Binds to dihydrofolate reductase (DHFR) and prevents formation of tetrahydrofolate (needed for purine/pyrmidine synthesis)
What is leucovorin?
A fully reduced folate that does not require DHFR… Dose given after high doses of methotrexate (normal cells take up leucovorin better than tumors; save them but still kill cancer)
What are the side effects of methotrexate?
- Intestinal epithelium damage
- BM suppression
- Renal tubular necrosis
- Displaces other drugs from serum albumin
What are the uses for methotrexate?
- Acute lymphocytic leukemia
- Choriocarcinoma (rare tumor in pregnant women)
What is the MOA for fluorouracil?
- 5-FU; a pyrimidine analog
- Activated in cells to…
- FUTP which inhibits RNA synthesis
- FdUMP which interferes with thymidylate synthase -> ultimately inhibiting DNA synthesis
What are the side effects of 5-FU?
- Nausea, anorexia, diarrhea
- Myelosuppression
What are the uses for 5-FU?
**Broad spectrum of uses
- Stomach, colon, pancreas, bladder
- Ovary, breast
- Head and neck
- Basal cell carcinoma
(note: not for leukemia)
What is cytarabine (Ara-C)
- pyrimidine (cytidine) analog that competes for phosphorylation of cytidine
- competes for incorporation into DNA and causes chain termination
What are the side effects of cytarabine? What is it used for?
- Myelosuppression (dose limiting)
- Neurotoxicity
**used for acute leukemias (e.g. acute myelocytic leukemia)
What is gemcitabine?
Similar to cytarabine (also a pyrimidine analog) but also inhibits ribonucleotide reductase
**used in pancreatic cancer
What is the MOA of mercaptopurine?
- Purine analog
- Converted in cells to ribonucleotide that inhibits RNA and DNA synthesis
What are the side effects and uses of mercaptopurine?
- BM depression
- Vomiting, nausea, anorexia
- Jaundice
- ~10% patients have 1 nonfunctional copy of TPMT (thiopurine methyltransferase) gene and require reduced doses… <1% cannot get drug b/c they have 2 bad copies
**used for acute leukemias
What is the MOA of hydroxyurea?
- Inhibits ribonucleotide reductase
- Blocks conversion of ribonucleotides to dNTPs, therby preventing DNA synthesis
- Arrests cells at G1-S interface (useful with radiation; prevents cellular repair)

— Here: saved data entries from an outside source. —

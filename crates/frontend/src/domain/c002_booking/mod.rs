pub mod fields;
pub mod ui;
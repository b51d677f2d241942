pub mod c001_customer;
pub mod c003_rate_record;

What are the side effects and uses for hydroxyurea?
- Hematopoietic depression
- GI disturbances
**used mainly in granulocytic leukemia
What is the MOA of vinca alkaloids? Examples?
Bind to tubulin, inhibiting proper formation of microtubules and mitotic spindles
**e.g. Vincristine and Vinblastine (structurally related but different toxicities and antitumor spectrums)

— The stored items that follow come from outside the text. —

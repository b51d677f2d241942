//! Client-side list pipeline: search, sort, paginate
//!
//! Everything here is pure and synchronous; the table renderer recomputes
//! the pipeline from its signals on every change.

use std::cmp::Ordering;

use super::descriptor::ColumnDescriptor;
use super::rows::TableRow;

/// Page size choices offered by the pagination controls
pub const PAGE_SIZES: [usize; 3] = [10, 25, 50];

/// Current view parameters of a table. `page` is 1-based.
#[derive(Debug, Clone, PartialEq)]
pub struct TableQuery {
    pub search: String,
    pub sort_key: Option<String>,
    pub sort_ascending: bool,
    pub page: usize,
    pub page_size: usize,
}

impl Default for TableQuery {
    fn default() -> Self {
        Self {
            search: String::new(),
            sort_key: None,
            sort_ascending: true,
            page: 1,
            page_size: PAGE_SIZES[0],
        }
    }
}

impl TableQuery {
    /// New search term; current page resets to 1
    pub fn with_search(mut self, term: impl Into<String>) -> Self {
        self.search = term.into();
        self.page = 1;
        self
    }

    /// New page size; current page resets to 1
    pub fn with_page_size(mut self, size: usize) -> Self {
        self.page_size = size.max(1);
        self.page = 1;
        self
    }

    /// Toggle sorting: same key flips direction, a new key sorts ascending
    pub fn toggle_sort(mut self, key: &str) -> Self {
        if self.sort_key.as_deref() == Some(key) {
            self.sort_ascending = !self.sort_ascending;
        } else {
            self.sort_key = Some(key.to_string());
            self.sort_ascending = true;
        }
        self
    }
}

/// One computed page of a table
#[derive(Debug, Clone, PartialEq)]
pub struct PageView {
    pub rows: Vec<TableRow>,
    /// Rows remaining after the filter, before slicing
    pub total: usize,
    /// Clamped current page (1-based)
    pub page: usize,
    pub page_count: usize,
}

/// Case-insensitive substring match across all column accessor values.
/// A blank term returns the input unchanged, so clearing the search box
/// restores the full set.
pub fn filter_rows(
    rows: &[TableRow],
    columns: &[ColumnDescriptor],
    term: &str,
) -> Vec<TableRow> {
    let needle = term.trim().to_lowercase();
    if needle.is_empty() {
        return rows.to_vec();
    }

    rows.iter()
        .filter(|row| {
            columns.iter().any(|column| {
                row.cell_text(&column.accessor_key)
                    .to_lowercase()
                    .contains(&needle)
            })
        })
        .cloned()
        .collect()
}

/// Stable sort on one column. Every cell maps to a single sort key before
/// comparison: numeric cells order numerically and sort ahead of text
/// cells, text compares case-insensitively. The key is total, so a column
/// mixing numbers and text still sorts without panicking. Descending is
/// the exact reverse of ascending.
pub fn sort_rows(rows: &mut [TableRow], key: &str, ascending: bool) {
    rows.sort_by(|a, b| {
        let ordering = compare_cells(a, b, key);
        if ascending {
            ordering
        } else {
            ordering.reverse()
        }
    });
}

enum CellKey {
    Num(f64),
    Text(String),
}

fn cell_key(row: &TableRow, key: &str) -> CellKey {
    match row.cell_number(key) {
        Some(n) => CellKey::Num(n),
        None => CellKey::Text(row.cell_text(key).to_lowercase()),
    }
}

fn compare_cells(a: &TableRow, b: &TableRow, key: &str) -> Ordering {
    match (cell_key(a, key), cell_key(b, key)) {
        (CellKey::Num(x), CellKey::Num(y)) => x.total_cmp(&y),
        (CellKey::Num(_), CellKey::Text(_)) => Ordering::Less,
        (CellKey::Text(_), CellKey::Num(_)) => Ordering::Greater,
        (CellKey::Text(x), CellKey::Text(y)) => x.cmp(&y),
    }
}

/// `ceil(total / page_size)`; zero only when there are no rows
pub fn page_count(total: usize, page_size: usize) -> usize {
    if page_size == 0 {
        return 0;
    }
    total.div_ceil(page_size)
}

/// Clamp a 1-based page into `[1, page_count]` (an empty set still shows
/// page 1 of 1)
pub fn clamp_page(page: usize, total: usize, page_size: usize) -> usize {
    page.max(1).min(page_count(total, page_size).max(1))
}

/// Compose filter -> sort -> clamp -> slice
///
/// Sorting is applied only when the query's key names a column declared
/// sortable; stale keys from a previous column set are ignored.
pub fn apply_query(
    rows: &[TableRow],
    columns: &[ColumnDescriptor],
    query: &TableQuery,
) -> PageView {
    let mut filtered = filter_rows(rows, columns, &query.search);

    if let Some(key) = &query.sort_key {
        let sortable = columns
            .iter()
            .any(|c| c.sortable && &c.accessor_key == key);
        if sortable {
            sort_rows(&mut filtered, key, query.sort_ascending);
        }
    }

    let total = filtered.len();
    let page = clamp_page(query.page, total, query.page_size);
    let start = (page - 1) * query.page_size;
    let rows = filtered
        .into_iter()
        .skip(start)
        .take(query.page_size)
        .collect();

    PageView {
        rows,
        total,
        page,
        page_count: page_count(total, query.page_size),
    }
}

#[cfg(test)]
mod tests {
    use super::*;
    use crate::shared::tables::rows::assign_row_ids;
    use serde_json::{json, Map, Value};

    fn lanes() -> (Vec<TableRow>, Vec<ColumnDescriptor>) {
        let raw: Vec<Map<String, Value>> = [
            json!({"lane": "HAM-RTM", "carrier": "Nordfracht", "rate": 1250.0}),
            json!({"lane": "RTM-ANR", "carrier": "Beneluxline", "rate": 480.0}),
            json!({"lane": "ANR-HAM", "carrier": "nordfracht", "rate": 1190.0}),
            json!({"lane": "HAM-CPH", "carrier": "Baltic Cargo", "rate": 900.0}),
        ]
        .into_iter()
        .map(|v| match v {
            Value::Object(m) => m,
            _ => unreachable!(),
        })
        .collect();

        let columns = vec![
            ColumnDescriptor::new("lane", "Lane"),
            ColumnDescriptor::new("carrier", "Carrier"),
            ColumnDescriptor::new("rate", "Rate"),
        ];
        (assign_row_ids(raw), columns)
    }

    #[test]
    fn search_is_case_insensitive_substring_over_all_columns() {
        let (rows, columns) = lanes();
        let hits = filter_rows(&rows, &columns, "nordfracht");

        assert_eq!(hits.len(), 2);
        for row in &hits {
            let witness = columns.iter().any(|c| {
                row.cell_text(&c.accessor_key)
                    .to_lowercase()
                    .contains("nordfracht")
            });
            assert!(witness);
        }
    }

    #[test]
    fn blank_search_restores_full_set() {
        let (rows, columns) = lanes();
        let narrowed = filter_rows(&rows, &columns, "baltic");
        assert_eq!(narrowed.len(), 1);

        let restored = filter_rows(&rows, &columns, "");
        assert_eq!(restored, rows);
        assert_eq!(filter_rows(&rows, &columns, "   "), rows);
    }

    #[test]
    fn numeric_column_sorts_numerically() {
        let (mut rows, _) = lanes();
        sort_rows(&mut rows, "rate", true);
        let rates: Vec<String> = rows.iter().map(|r| r.cell_text("rate")).collect();
        assert_eq!(rates, vec!["480.0", "900.0", "1190.0", "1250.0"]);

        sort_rows(&mut rows, "rate", false);
        assert_eq!(rows[0].cell_text("rate"), "1250.0");
    }

    #[test]
    fn text_sort_ignores_case() {
        let (mut rows, _) = lanes();
        sort_rows(&mut rows, "carrier", true);
        let carriers: Vec<String> = rows.iter().map(|r| r.cell_text("carrier")).collect();
        assert_eq!(
            carriers,
            vec!["Baltic Cargo", "Beneluxline", "Nordfracht", "nordfracht"]
        );
    }

    #[test]
    fn mixed_numeric_and_text_column_sorts_without_panicking() {
        // Rates exported by hand often mix plain numbers with entries
        // like "120x" or "N/A"; sorting must stay a total order.
        let raw: Vec<Map<String, Value>> = (0..40)
            .map(|i| {
                let rate = if i % 2 == 0 {
                    json!(i)
                } else {
                    json!(format!("{i}x"))
                };
                match json!({"rate": rate}) {
                    Value::Object(m) => m,
                    _ => unreachable!(),
                }
            })
            .collect();
        let mut rows = assign_row_ids(raw);

        sort_rows(&mut rows, "rate", true);
        let first_text = rows
            .iter()
            .position(|r| r.cell_number("rate").is_none())
            .unwrap();
        // Numbers come first, in numeric order; text follows, in text order
        let numbers: Vec<f64> = rows[..first_text]
            .iter()
            .map(|r| r.cell_number("rate").unwrap())
            .collect();
        assert_eq!(numbers.len(), 20);
        assert!(numbers.windows(2).all(|w| w[0] <= w[1]));
        let texts: Vec<String> = rows[first_text..]
            .iter()
            .map(|r| r.cell_text("rate"))
            .collect();
        assert!(texts.iter().all(|t| t.ends_with('x')));
        let mut sorted_texts = texts.clone();
        sorted_texts.sort();
        assert_eq!(texts, sorted_texts);

        sort_rows(&mut rows, "rate", false);
        assert_eq!(rows.last().unwrap().cell_number("rate"), Some(0.0));
    }

    #[test]
    fn page_count_is_ceiling_and_page_is_clamped() {
        assert_eq!(page_count(0, 10), 0);
        assert_eq!(page_count(10, 10), 1);
        assert_eq!(page_count(11, 10), 2);
        assert_eq!(page_count(12, 10), 2);

        assert_eq!(clamp_page(5, 12, 10), 2);
        assert_eq!(clamp_page(0, 12, 10), 1);
        assert_eq!(clamp_page(3, 0, 10), 1);
    }

    #[test]
    fn twelve_rows_at_page_size_ten_split_ten_and_two() {
        let raw: Vec<Map<String, Value>> = (0..12)
            .map(|i| match json!({"code": format!("C-{i:02}")}) {
                Value::Object(m) => m,
                _ => unreachable!(),
            })
            .collect();
        let rows = assign_row_ids(raw);
        let columns = vec![ColumnDescriptor::new("code", "Code")];

        let query = TableQuery::default();
        let first = apply_query(&rows, &columns, &query);
        assert_eq!(first.rows.len(), 10);
        assert_eq!(first.page_count, 2);

        let second = apply_query(&rows, &columns, &TableQuery { page: 2, ..query });
        assert_eq!(second.rows.len(), 2);
        assert_eq!(second.page, 2);
    }

    #[test]
    fn search_and_page_size_reset_page() {
        let query = TableQuery {
            page: 4,
            ..TableQuery::default()
        };
        assert_eq!(query.clone().with_search("ham").page, 1);
        assert_eq!(query.with_page_size(25).page, 1);
    }

    #[test]
    fn toggle_sort_flips_direction_on_same_key() {
        let query = TableQuery::default().toggle_sort("rate");
        assert_eq!(query.sort_key.as_deref(), Some("rate"));
        assert!(query.sort_ascending);

        let flipped = query.toggle_sort("rate");
        assert!(!flipped.sort_ascending);

        let other = flipped.toggle_sort("lane");
        assert_eq!(other.sort_key.as_deref(), Some("lane"));
        assert!(other.sort_ascending);
    }

    #[test]
    fn unsortable_column_is_ignored() {
        let (rows, _) = lanes();
        let columns = vec![
            ColumnDescriptor::new("lane", "Lane"),
            ColumnDescriptor::new("rate", "Rate").unsortable(),
        ];
        let query = TableQuery {
            sort_key: Some("rate".to_string()),
            ..TableQuery::default()
        };
        let view = apply_query(&rows, &columns, &query);
        let lanes_in_order: Vec<String> = view.rows.iter().map(|r| r.cell_text("lane")).collect();
        assert_eq!(
            lanes_in_order,
            vec!["HAM-RTM", "RTM-ANR", "ANR-HAM", "HAM-CPH"]
        );
    }
}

What are the side effects and uses of vinblastine?
- Strongly myelosuppressive (dose limiting)
- Epithelial ulcerations
**used to treat lymphomas and breast cancer
What are the side effects and uses of vincristine?
- Significantly less BM toxicity than vinblastine
- Alopecia
- Neuromuscular abnormalities (e.g. peripheral neuropathy)
**used for lymphomas, acute lymphocytic leukemia, Wilm’s tumor, neuroblastomas, and many others
What is the general MOA for taxanes?
- Enhance assembly and stability of microtubules by binding to beta subunit of tubulin (different binding site than vinca alkaloids)
- Blocks late in G2 phase (increased radiation sensitivity in G2)
What are the side effects and uses for paclitaxel?
- Dose limiting leukopenia
- Peripheral neuropathy
- Myalgia/arthralgia
**useful for refractory ovarian cancer and breast cancer
What is the MOA of doxorubicin?
- Intercalates in DNA, distorting DNA helix
- Causes lipid peroxidation and free radical generation
- Binds to DNA + topoisomerase II -> prevents resealing of DNA strand breaks
**cell cycle specific/phase nonspecific
What are the side effects and uses for doxorubicin?
- Cardiomyopathy
- BM depression
- Alopecia
- GI problems
**The most widely prescribed natural product chemotherapy (lymphomas, breast, ovary, small cell lung, and many others)
What is the MOA of bleomycin?
- Mixture of iron containing glycopeptides that bind to DNA (not active wihtout chelated Fe)
- Causes oxidative-like damage to DNA which leads to strand breaks
**phase specific for G2
What are the side effects and uses of bleomycin?
- Minimal myelosuppression
-
Pulmonary toxicity (e.g. pneumonitis, fibrosis)
- Dose related
- Cumulative and potentially fatal
- Skin vesiculations, hyperpigmentation
(lung and skin have lowest levels of bleomycin hydrolase)
**used for germ cell tumors of testes/ovaries, head/neck, lung, and lymphomas
What is the MOA of etoposide (VP16)?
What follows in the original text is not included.